Das Schiffahrtsgericht hat die ursprünglich nur in Höhe eines Teilbetrages von 10.000 DM gegen die Beklagte und den Schiffer Sch. erhobene Klage gegen letzteren unbeschränkt, gegen die Beklagte auf Schiff und Ladung oder deren Wert beschränkt dem Grunde nach für gerechtfertigt erklärt. Die Berufung wurde nur von der Klägerin und der Beklagten durchgeführt. Das Berufungsgericht hat die im zweiten Rechtszuge auf die volle Schadenshöhe erweiterte Klage gegen die nunmehr allein Beklagte unbeschränkt dem Grunde nach für gerechtfertigt erklärt und die Berufung der Beklagten zurückgewiesen.
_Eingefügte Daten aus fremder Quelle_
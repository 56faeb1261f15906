//! Reusable retry backoff policy
//!
//! Every retrying component (reconciler flush, feed-ranker reconnect) shares
//! this one policy object instead of growing its own ad hoc delay math.
//! A policy is the immutable rule (minimum, maximum, growth); `Backoff` is the
//! mutable per-retry-loop state produced by [`BackoffPolicy::start`].

use std::time::Duration;

/// Growth rule applied between consecutive delays
#[derive(Debug, Clone, Copy, PartialEq, Eq)]
pub enum Growth {
    /// Each delay is the sum of the previous two (seeded at the minimum)
    Fibonacci,
    /// Each delay is the previous delay multiplied by `factor`
    Exponential { factor: u32 },
}

/// Immutable backoff rule: minimum delay, maximum cap, growth function
#[derive(Debug, Clone, Copy)]
pub struct BackoffPolicy {
    pub min: Duration,
    pub max: Duration,
    pub growth: Growth,
}

impl BackoffPolicy {
    /// Fibonacci growth: min, min, 2*min, 3*min, 5*min, ... capped at max
    pub fn fibonacci(min: Duration, max: Duration) -> Self {
        Self {
            min,
            max,
            growth: Growth::Fibonacci,
        }
    }

    /// Exponential growth: min, min*factor, min*factor^2, ... capped at max
    pub fn exponential(min: Duration, max: Duration, factor: u32) -> Self {
        Self {
            min,
            max,
            growth: Growth::Exponential { factor },
        }
    }

    /// Begin a retry sequence at the minimum delay
    pub fn start(&self) -> Backoff {
        Backoff {
            policy: *self,
            prev: Duration::ZERO,
            current: self.min,
            attempts: 0,
        }
    }
}

/// Mutable retry state for one retry loop
#[derive(Debug, Clone)]
pub struct Backoff {
    policy: BackoffPolicy,
    prev: Duration,
    current: Duration,
    attempts: u32,
}

impl Backoff {
    /// Return the delay to sleep before the next attempt and advance the
    /// sequence. The first call always returns the policy minimum.
    pub fn next_delay(&mut self) -> Duration {
        let delay = self.current;
        let grown = match self.policy.growth {
            Growth::Fibonacci => self.prev.saturating_add(self.current),
            Growth::Exponential { factor } => self.current.saturating_mul(factor),
        };
        self.prev = self.current;
        self.current = grown.min(self.policy.max);
        self.attempts += 1;
        delay
    }

    /// Reset to the minimum delay. Called on any successful attempt.
    pub fn reset(&mut self) {
        self.prev = Duration::ZERO;
        self.current = self.policy.min;
        self.attempts = 0;
    }

    /// Number of delays handed out since the last reset
    pub fn attempts(&self) -> u32 {
        self.attempts
    }
}

#[cfg(test)]
mod tests {
    use super::*;

    fn ms(v: u64) -> Duration {
        Duration::from_millis(v)
    }

    #[test]
    fn fibonacci_sequence_caps_at_max() {
        let mut backoff = BackoffPolicy::fibonacci(ms(200), ms(5000)).start();

        let delays: Vec<u64> = (0..10).map(|_| backoff.next_delay().as_millis() as u64).collect();
        assert_eq!(
            delays,
            vec![200, 200, 400, 600, 1000, 1600, 2600, 4200, 5000, 5000]
        );
        assert_eq!(backoff.attempts(), 10);
    }

    #[test]
    fn exponential_sequence_caps_at_max() {
        let mut backoff = BackoffPolicy::exponential(ms(100), ms(1000), 2).start();

        let delays: Vec<u64> = (0..6).map(|_| backoff.next_delay().as_millis() as u64).collect();
        assert_eq!(delays, vec![100, 200, 400, 800, 1000, 1000]);
    }

    #[test]
    fn reset_returns_to_minimum() {
        let mut backoff = BackoffPolicy::fibonacci(ms(200), ms(5000)).start();
        for _ in 0..5 {
            backoff.next_delay();
        }
        assert!(backoff.next_delay() > ms(200));

        backoff.reset();
        assert_eq!(backoff.attempts(), 0);
        assert_eq!(backoff.next_delay(), ms(200));
        assert_eq!(backoff.next_delay(), ms(200));
        assert_eq!(backoff.next_delay(), ms(400));
    }
}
Die Revision führte zur Aufhebung und Zurückverweisung.

Entscheidungsgründe

Das Berufungsgericht hält die falsche Breitenangabe des Schiffers der "HH 9" für die unmittelbare und adäquate Ursache, nicht nur der Einklemmung der Schiffe, sondern auch der weiteren Schäden, die sich bei der Lösung der Schiffe aus der Klemmlage ergeben haben. Es führt dazu aus, daß das Einklemmen beim Abschleusen zwar selten, aber nicht ungewöhnlich sei und daß auch die Dienstanweisung für das Schleusenpersonal mit solchem Vorkommen rechne. Ebenso sei die Behebung des Einklemmens durch Wasserzugabe nicht ungewöhnlich, sondern allein auf diese Weise erreichbar. Gefahren beim Schleusenbetrieb lägen jederzeit innerhalb der Lebenserfahrung. Diese Gefahren vervielfachten sich aber, wenn eine der vorgesehenen Gefährdungen, hier das Einklemmen, eingetreten sei und in üblicher, innerhalb der Lebenserfahrung liegender Weise beseitigt werden müsse. Dabei müsse in erhöhtem Maße mit einem mehrfachen, ja sogar gleichzeitigen menschlichen und technischen Versagen gerechnet werden. Das liege keinesfalls außerhalb jeder Wahrscheinlichkeit und sei auch dem Schutenführer nach allgemein menschlicher Erfahrung erkennbar gewesen. Das Versagen des Schleusenpersonals genüge also nicht zur Unterbrechung des Zusammenhanges zwischen der unrichtigen Breitenangabe und dem Untergange der "Edelweiß".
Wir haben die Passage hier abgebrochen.